Page 3 of 3   <      

A New Kind of Downturn Brings Head Winds That Could Weaken Economic Recovery

A Policy of Precision

Government policy, which is bolstering the economy now, could prove to be another head wind in the years ahead.

The Federal Reserve has cut its target for short-term interest rates to almost zero and said it would leave them there for an "extended period." In addition, it is buying nearly $1.5 trillion in mortgage-related securities to push down long-term interest rates and has introduced programs to encourage lending.

To prevent a bout of high inflation in years ahead, the central bank eventually will have to draw down those programs and raise interest rates. When that day comes, it could pose a hurdle to recovery.

Fed leaders hope to exit at the precise time, only until the economy is on solid enough footing to grow even as the Fed raises rates. But if inflation expectations get out of hand, they could be forced to move sooner.

The course of fiscal policy is even more uncertain. The budget deficit is set to be about 12 percent of gross domestic product this year, as tax revenue has plummeted and as the government has spent widely to stimulate the economy.

The Obama administration has indicated that it wants to lower the deficit to around 3 percent of the GDP within years. If all goes well, the transition would be relatively painless -- a growing economy would boost tax revenue, and the stimulus package and financial bailouts would expire naturally.

But if the economy remains weak, the administration and Congress may face more difficult decisions and have less room to maneuver.

In this recession, U.S. leaders have had ample flexibility to spend as they see fit, since global investors have been eager to lend to the nation because of the perceived safety of its debt. An extended recession or weak recovery, however, could quash that confidence.

"If the recovery is a disappointing one, you could face a situation where you have to get the fiscal house in order before the economy has improved substantially," Reinhart said. "We are piling on debt at an incredible clip, but we have been able to because in times of stress there is a flight to Treasurys [Treasury bonds]. But that doesn't negate the fact that, down the road, we need a substantial fiscal adjustment."

Long Slog or Snapback?

Although widely held among top economists, the idea that all these head winds will weaken the recovery is not universal. The U.S. economy has proved resilient in the past, emerging out of deep downturns with force.

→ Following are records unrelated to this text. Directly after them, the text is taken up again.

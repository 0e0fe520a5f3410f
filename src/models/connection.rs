//! Connection entity model
//!
//! This module contains the SeaORM entity model for the connections table,
//! which stores typed descriptors for PDS sources and relational or vector
//! store destinations. Credentials are persisted encrypted; see
//! [`crate::crypto`] and [`crate::connectors::credentials`].

use sea_orm::ActiveModelBehavior;
use sea_orm::entity::prelude::*;
use sea_orm::prelude::DateTimeWithTimeZone;
use serde::{Deserialize, Serialize};
use utoipa::ToSchema;
use uuid::Uuid;

/// Connection entity describing one endpoint of a sync
#[derive(Clone, Debug, PartialEq, Eq, DeriveEntityModel)]
#[sea_orm(table_name = "connections")]
pub struct Model {
    /// Unique identifier for the connection (primary key)
    #[sea_orm(primary_key, auto_increment = false)]
    pub id: Uuid,

    /// Display name, unique across connections
    pub name: String,

    /// Free-form description shown to operators
    pub description: Option<String>,

    /// Which kind of system this connection points at
    pub kind: ConnectionKind,

    /// Whether the connection is read from or written to
    pub direction: Direction,

    /// AES-256-GCM encrypted credentials JSON
    pub credentials_ciphertext: Vec<u8>,

    /// Timestamp when the connection was created
    pub created_at: DateTimeWithTimeZone,

    /// Timestamp when the connection was last updated
    pub updated_at: DateTimeWithTimeZone,
}

/// Kind of system behind a connection
#[derive(
    Debug,
    Clone,
    Copy,
    PartialEq,
    Eq,
    Hash,
    EnumIter,
    DeriveActiveEnum,
    Serialize,
    Deserialize,
    ToSchema,
)]
#[sea_orm(rs_type = "String", db_type = "Text")]
#[serde(rename_all = "snake_case")]
pub enum ConnectionKind {
    /// PDS data service (source only)
    #[sea_orm(string_value = "pds")]
    Pds,

    /// Relational database reachable over the Postgres protocol
    #[sea_orm(string_value = "relational")]
    Relational,

    /// Qdrant vector store
    #[sea_orm(string_value = "vector_store")]
    VectorStore,
}

impl ConnectionKind {
    /// Direction a connection of this kind must be declared with
    pub fn required_direction(self) -> Direction {
        match self {
            ConnectionKind::Pds => Direction::Source,
            ConnectionKind::Relational | ConnectionKind::VectorStore => Direction::Destination,
        }
    }
}

/// Direction of data flow for a connection
#[derive(
    Debug,
    Clone,
    Copy,
    PartialEq,
    Eq,
    EnumIter,
    DeriveActiveEnum,
    Serialize,
    Deserialize,
    ToSchema,
)]
#[sea_orm(rs_type = "String", db_type = "Text")]
#[serde(rename_all = "snake_case")]
pub enum Direction {
    #[sea_orm(string_value = "source")]
    Source,

    #[sea_orm(string_value = "destination")]
    Destination,
}

#[derive(Copy, Clone, Debug, EnumIter, DeriveRelation)]
pub enum Relation {}

impl ActiveModelBehavior for ActiveModel {}
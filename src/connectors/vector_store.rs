//! Qdrant REST client
//!
//! A thin typed wrapper over the handful of Qdrant endpoints the console
//! uses: collection management, point upsert and delete, scroll and search.

use reqwest::{Client, Method, RequestBuilder, StatusCode};
use serde::de::DeserializeOwned;
use serde::{Deserialize, Serialize};
use serde_json::{Value, json};
use std::time::Duration;
use thiserror::Error;
use tracing::{debug, info};
use url::Url;
use utoipa::ToSchema;
use uuid::Uuid;

use super::credentials::VectorStoreCredentials;

/// Errors returned by the vector store
#[derive(Debug, Error)]
pub enum VectorStoreError {
    #[error("vector store unreachable: {0}")]
    Transport(String),
    #[error("vector store returned HTTP {status}: {body}")]
    Api { status: u16, body: String },
    #[error("unexpected vector store response: {0}")]
    Decode(String),
    #[error("invalid vector store URL: {0}")]
    Url(#[from] url::ParseError),
}

impl VectorStoreError {
    pub fn status(&self) -> Option<u16> {
        match self {
            VectorStoreError::Api { status, .. } => Some(*status),
            _ => None,
        }
    }
}

/// Point written to a collection
#[derive(Debug, Clone, Serialize)]
pub struct Point {
    pub id: Uuid,
    pub vector: Vec<f32>,
    pub payload: Value,
}

/// Collection summary
#[derive(Debug, Clone, Serialize, Deserialize, ToSchema)]
pub struct CollectionInfo {
    pub name: String,
    /// Optimizer status reported by the store (`green`, `yellow`, ...)
    pub status: Option<String>,
    pub points_count: Option<u64>,
    pub vector_size: Option<u64>,
}

/// One page of a scroll
#[derive(Debug, Clone, Serialize, Deserialize, ToSchema)]
pub struct ScrollPage {
    pub points: Vec<Value>,
    /// Offset to pass to fetch the next page; absent at the end
    pub next_page_offset: Option<Value>,
}

/// Search hit
#[derive(Debug, Clone, Serialize, Deserialize, ToSchema)]
pub struct ScoredPoint {
    pub id: Value,
    pub score: f32,
    #[serde(default)]
    pub payload: Option<Value>,
}

#[derive(Debug, Deserialize)]
struct Envelope<T> {
    result: T,
}

#[derive(Debug, Deserialize)]
struct CollectionList {
    collections: Vec<CollectionName>,
}

#[derive(Debug, Deserialize)]
struct CollectionName {
    name: String,
}

/// HTTP client for one Qdrant connection
#[derive(Debug, Clone)]
pub struct QdrantClient {
    http: Client,
    base_url: Url,
    api_key: Option<String>,
}

impl QdrantClient {
    pub fn new(
        credentials: &VectorStoreCredentials,
        timeout: Duration,
    ) -> Result<Self, VectorStoreError> {
        let base_url = credentials
            .base_url()
            .map_err(|e| VectorStoreError::Transport(e.to_string()))?;
        let http = Client::builder()
            .timeout(timeout)
            .build()
            .map_err(|e| VectorStoreError::Transport(e.to_string()))?;

        Ok(Self {
            http,
            base_url,
            api_key: credentials.api_key.clone().filter(|k| !k.is_empty()),
        })
    }

    fn request(&self, method: Method, path: &str) -> Result<RequestBuilder, VectorStoreError> {
        let url = self.base_url.join(path)?;
        let mut builder = self.http.request(method, url);
        if let Some(key) = &self.api_key {
            builder = builder.header("api-key", key);
        }
        Ok(builder)
    }

    async fn send(&self, builder: RequestBuilder) -> Result<(StatusCode, String), VectorStoreError> {
        let response = builder
            .send()
            .await
            .map_err(|e| VectorStoreError::Transport(e.to_string()))?;
        let status = response.status();
        let body = response
            .text()
            .await
            .map_err(|e| VectorStoreError::Transport(e.to_string()))?;
        Ok((status, body))
    }

    async fn call<T: DeserializeOwned>(
        &self,
        builder: RequestBuilder,
    ) -> Result<T, VectorStoreError> {
        let (status, body) = self.send(builder).await?;
        if !status.is_success() {
            return Err(VectorStoreError::Api {
                status: status.as_u16(),
                body,
            });
        }
        serde_json::from_str::<Envelope<T>>(&body)
            .map(|envelope| envelope.result)
            .map_err(|e| VectorStoreError::Decode(e.to_string()))
    }

    pub async fn list_collections(&self) -> Result<Vec<String>, VectorStoreError> {
        let list: CollectionList = self.call(self.request(Method::GET, "collections")?).await?;
        let mut names: Vec<String> = list.collections.into_iter().map(|c| c.name).collect();
        names.sort();
        Ok(names)
    }

    /// Collection details, or `None` when it does not exist
    pub async fn collection_info(
        &self,
        name: &str,
    ) -> Result<Option<CollectionInfo>, VectorStoreError> {
        let builder = self.request(Method::GET, &collection_path(name, ""))?;
        let (status, body) = self.send(builder).await?;
        if status == StatusCode::NOT_FOUND {
            return Ok(None);
        }
        if !status.is_success() {
            return Err(VectorStoreError::Api {
                status: status.as_u16(),
                body,
            });
        }

        let envelope: Envelope<Value> =
            serde_json::from_str(&body).map_err(|e| VectorStoreError::Decode(e.to_string()))?;
        let result = envelope.result;
        Ok(Some(CollectionInfo {
            name: name.to_string(),
            status: result["status"].as_str().map(str::to_string),
            points_count: result["points_count"].as_u64(),
            vector_size: result["config"]["params"]["vectors"]["size"].as_u64(),
        }))
    }

    /// Creates a cosine-distance collection; an existing collection is not an error
    pub async fn create_collection(
        &self,
        name: &str,
        dimension: usize,
    ) -> Result<(), VectorStoreError> {
        let body = json!({
            "vectors": {"size": dimension, "distance": "Cosine"},
            "hnsw_config": {"m": 16, "ef_construct": 100},
            "optimizers_config": {"memmap_threshold": 20000}
        });
        let builder = self
            .request(Method::PUT, &collection_path(name, ""))?
            .json(&body);
        let (status, text) = self.send(builder).await?;

        if status.is_success() {
            info!(collection = name, dimension, "Created vector collection");
            return Ok(());
        }
        if status == StatusCode::CONFLICT || text.contains("already exists") {
            debug!(collection = name, "Collection already exists");
            return Ok(());
        }
        Err(VectorStoreError::Api {
            status: status.as_u16(),
            body: text,
        })
    }

    /// Creates the collection unless it already exists
    pub async fn ensure_collection(
        &self,
        name: &str,
        dimension: usize,
    ) -> Result<(), VectorStoreError> {
        if self.collection_info(name).await?.is_some() {
            return Ok(());
        }
        self.create_collection(name, dimension).await
    }

    /// Drops a collection; `false` when it did not exist
    pub async fn delete_collection(&self, name: &str) -> Result<bool, VectorStoreError> {
        let builder = self.request(Method::DELETE, &collection_path(name, ""))?;
        let (status, body) = self.send(builder).await?;
        if status == StatusCode::NOT_FOUND {
            return Ok(false);
        }
        if !status.is_success() {
            return Err(VectorStoreError::Api {
                status: status.as_u16(),
                body,
            });
        }
        serde_json::from_str::<Envelope<bool>>(&body)
            .map(|envelope| envelope.result)
            .map_err(|e| VectorStoreError::Decode(e.to_string()))
    }

    /// Upserts points and waits for them to be applied
    pub async fn upsert_points(
        &self,
        name: &str,
        points: &[Point],
    ) -> Result<(), VectorStoreError> {
        let builder = self
            .request(Method::PUT, &collection_path(name, "/points?wait=true"))?
            .json(&json!({ "points": points }));
        let _: Value = self.call(builder).await?;
        Ok(())
    }

    pub async fn delete_points(&self, name: &str, ids: &[Uuid]) -> Result<(), VectorStoreError> {
        let builder = self
            .request(
                Method::POST,
                &collection_path(name, "/points/delete?wait=true"),
            )?
            .json(&json!({ "points": ids }));
        let _: Value = self.call(builder).await?;
        Ok(())
    }

    pub async fn scroll(
        &self,
        name: &str,
        limit: u32,
        offset: Option<Value>,
    ) -> Result<ScrollPage, VectorStoreError> {
        let mut body = json!({
            "limit": limit,
            "with_payload": true,
            "with_vector": false,
        });
        if let Some(offset) = offset {
            body["offset"] = offset;
        }
        let builder = self
            .request(Method::POST, &collection_path(name, "/points/scroll"))?
            .json(&body);
        self.call(builder).await
    }

    pub async fn search(
        &self,
        name: &str,
        vector: &[f32],
        limit: u32,
    ) -> Result<Vec<ScoredPoint>, VectorStoreError> {
        let builder = self
            .request(Method::POST, &collection_path(name, "/points/search"))?
            .json(&json!({
                "vector": vector,
                "limit": limit,
                "with_payload": true,
            }));
        self.call(builder).await
    }
}

fn collection_path(name: &str, suffix: &str) -> String {
    let encoded: String = url::form_urlencoded::byte_serialize(name.as_bytes()).collect();
    format!("collections/{}{}", encoded, suffix)
}
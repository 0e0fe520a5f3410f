//! Test utilities for database and pipeline testing.
//!
//! In-memory SQLite databases with migrations applied, connection and table
//! configuration fixtures, and an adapter factory that writes relational
//! rows into a SQLite database instead of Postgres.

#![allow(dead_code)]

use anyhow::Result;
use async_trait::async_trait;
use migration::{Migrator, MigratorTrait};
use pds_sync::config::AppConfig;
use pds_sync::connectors::credentials::ConnectionCredentials;
use pds_sync::connectors::embeddings::EmbeddingProvider;
use pds_sync::connectors::vector_store::QdrantClient;
use pds_sync::crypto::CryptoKey;
use pds_sync::destinations::{
    AdapterFactory, DestinationAdapter, DestinationKind, RelationalAdapter, VectorAdapter,
};
use pds_sync::error::SyncError;
use pds_sync::models::connection::{ConnectionKind, Direction};
use pds_sync::repositories::connection::NewConnection;
use pds_sync::repositories::table_config::{ColumnDraft, NewTableConfig};
use pds_sync::repositories::{ConnectionRepository, TableConfigRepository};
use sea_orm::{Database, DatabaseConnection};
use serde_json::json;
use std::sync::Arc;
use std::sync::atomic::{AtomicUsize, Ordering};
use std::time::Duration;
use uuid::Uuid;

pub const TEST_KEY: [u8; 32] = [7u8; 32];

/// Sets up an in-memory SQLite database with all migrations applied.
pub async fn setup_test_db() -> Result<DatabaseConnection> {
    let db = Database::connect("sqlite::memory:").await?;
    Migrator::up(&db, None).await?;
    Ok(db)
}

pub async fn setup_test_db_arc() -> Result<Arc<DatabaseConnection>> {
    Ok(Arc::new(setup_test_db().await?))
}

pub fn crypto_key() -> CryptoKey {
    CryptoKey::new(TEST_KEY.to_vec()).expect("32-byte key")
}

/// Configuration with no delay between pages
pub fn test_config() -> AppConfig {
    let mut config = AppConfig {
        profile: "test".to_string(),
        crypto_key: Some(TEST_KEY.to_vec()),
        ..Default::default()
    };
    config.sync.page_delay_ms = 0;
    config
}

pub async fn create_pds_connection(db: &Arc<DatabaseConnection>, url: &str) -> Result<Uuid> {
    let repo = ConnectionRepository::new(db.clone(), crypto_key());
    let model = repo
        .create(NewConnection {
            name: format!("pds-{}", Uuid::new_v4().simple()),
            description: None,
            kind: ConnectionKind::Pds,
            direction: Direction::Source,
            credentials: json!({"url": url, "username": "sync", "password": "secret"}),
        })
        .await?;
    Ok(model.id)
}

pub async fn create_relational_connection(db: &Arc<DatabaseConnection>) -> Result<Uuid> {
    let repo = ConnectionRepository::new(db.clone(), crypto_key());
    let model = repo
        .create(NewConnection {
            name: format!("warehouse-{}", Uuid::new_v4().simple()),
            description: Some("test warehouse".to_string()),
            kind: ConnectionKind::Relational,
            direction: Direction::Destination,
            credentials: json!({
                "host": "localhost", "port": 5432, "database": "dw",
                "username": "writer", "password": "secret"
            }),
        })
        .await?;
    Ok(model.id)
}

/// Vector store connection pointing at a mock server URI such as `http://127.0.0.1:4000`
pub async fn create_vector_connection(db: &Arc<DatabaseConnection>, uri: &str) -> Result<Uuid> {
    let url = url::Url::parse(uri)?;
    let repo = ConnectionRepository::new(db.clone(), crypto_key());
    let model = repo
        .create(NewConnection {
            name: format!("qdrant-{}", Uuid::new_v4().simple()),
            description: None,
            kind: ConnectionKind::VectorStore,
            direction: Direction::Destination,
            credentials: json!({
                "host": url.host_str().unwrap_or("127.0.0.1"),
                "port": url.port().unwrap_or(80),
            }),
        })
        .await?;
    Ok(model.id)
}

/// Column fixture: (name, data type, primary key)
pub type ColumnFixture<'a> = (&'a str, &'a str, bool);

pub async fn create_table_config(
    db: &Arc<DatabaseConnection>,
    source: Uuid,
    destination: Uuid,
    table_name: &str,
    page_size: i32,
    batch_size: i32,
    columns: &[ColumnFixture<'_>],
) -> Result<Uuid> {
    let repo = TableConfigRepository::new(db.clone());
    let config = repo
        .create(NewTableConfig {
            config_name: format!("{}-{}", table_name.to_lowercase(), Uuid::new_v4().simple()),
            table_name: table_name.to_string(),
            title: None,
            source_connection_id: source,
            destination_connection_id: destination,
            page_size: Some(page_size),
            batch_size: Some(batch_size),
            active: Some(true),
        })
        .await?;

    let drafts = columns
        .iter()
        .map(|(name, data_type, pk)| ColumnDraft {
            column_name: name.to_string(),
            data_type: Some(data_type.to_string()),
            active: Some(true),
            is_primary_key: Some(*pk),
        })
        .collect::<Vec<_>>();
    if !drafts.is_empty() {
        repo.upsert_columns(config.id, drafts).await?;
    }
    Ok(config.id)
}

/// Embedding provider returning constant vectors and counting calls
#[derive(Default)]
pub struct CountingEmbeddings {
    pub calls: AtomicUsize,
    pub inputs: AtomicUsize,
    pub largest_call: AtomicUsize,
    /// When set, every call fails with this message
    pub failure: Option<String>,
}

impl CountingEmbeddings {
    pub fn failing(message: &str) -> Self {
        Self {
            failure: Some(message.to_string()),
            ..Default::default()
        }
    }

    pub fn calls(&self) -> usize {
        self.calls.load(Ordering::SeqCst)
    }

    pub fn inputs(&self) -> usize {
        self.inputs.load(Ordering::SeqCst)
    }

    /// Most inputs seen in a single call
    pub fn largest_call(&self) -> usize {
        self.largest_call.load(Ordering::SeqCst)
    }
}

#[async_trait]
impl EmbeddingProvider for CountingEmbeddings {
    fn dimension(&self) -> usize {
        4
    }

    async fn embed(&self, inputs: &[String]) -> Result<Vec<Vec<f32>>, SyncError> {
        self.calls.fetch_add(1, Ordering::SeqCst);
        self.inputs.fetch_add(inputs.len(), Ordering::SeqCst);
        self.largest_call.fetch_max(inputs.len(), Ordering::SeqCst);
        if let Some(message) = &self.failure {
            return Err(SyncError::EmbeddingProvider(message.clone()));
        }
        Ok(inputs.iter().map(|_| vec![0.5; 4]).collect())
    }
}

/// Routes relational destinations to a SQLite database and vector
/// destinations to whatever host the connection names.
pub struct TestAdapterFactory {
    pub destination_db: DatabaseConnection,
    pub embeddings: Arc<dyn EmbeddingProvider>,
}

#[async_trait]
impl AdapterFactory for TestAdapterFactory {
    async fn build(
        &self,
        kind: DestinationKind,
        credentials: &ConnectionCredentials,
    ) -> Result<Box<dyn DestinationAdapter>, SyncError> {
        match (kind, credentials) {
            (DestinationKind::Relational, ConnectionCredentials::Relational(_)) => {
                Ok(Box::new(RelationalAdapter::new(self.destination_db.clone())))
            }
            (DestinationKind::Vector, ConnectionCredentials::VectorStore(creds)) => {
                let client = QdrantClient::new(creds, Duration::from_secs(5))
                    .map_err(|e| SyncError::Configuration(e.to_string()))?;
                Ok(Box::new(VectorAdapter::new(client, self.embeddings.clone())))
            }
            _ => Err(SyncError::Configuration("unexpected destination".to_string())),
        }
    }
}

"There is only one reliable regularity in business cycle history in the United States," said Michael Mussa, a senior fellow at the Peter G. Peterson Institute for International Economics, in a presentation earlier this year. "Deep recessions are followed by steep recoveries and economic forecasts almost never take account of this regularity."

At the core of Mussa's argument that the recovery will be shaped like a "V," with a sharp snapback, rather than a "U," is a view that others put too much emphasis on the need for the system to stabilize.

In a recent interview, Mussa noted that the U.S. economy grew robustly in the mid-1980s despite the failure of savings and loans. "Korea experienced a spectacular recovery following the market collapse of 1997-98, even though the domestic financial system was a mess," he said. Similar story with Argentina, where the financial system collapsed in 2001-02, followed by five years of strong recovery.

Mussa, a former research director at the IMF, imagines the U.S. economy growing 6 to 7 percent over the coming year, as businesses rebuild inventories and as the housing and auto sectors edge nearer to their long-term potential (though still remaining far below their levels in boom years).

"The historical record is that when you have deep recessions, the recovery tends to be very sharp, with growth well in excess of the trend," Mussa said.

Even skeptics of that idea -- the crowd that thinks a long slog out of the economic wilderness is more likely -- are hoping Mussa is right.

"The honest truth is there's incredible uncertainty in the forecast right now," said Gertler, of New York University. "Recessions are periods where the negative surprises outweigh the positive surprises. We're overdue for some more positive surprises now."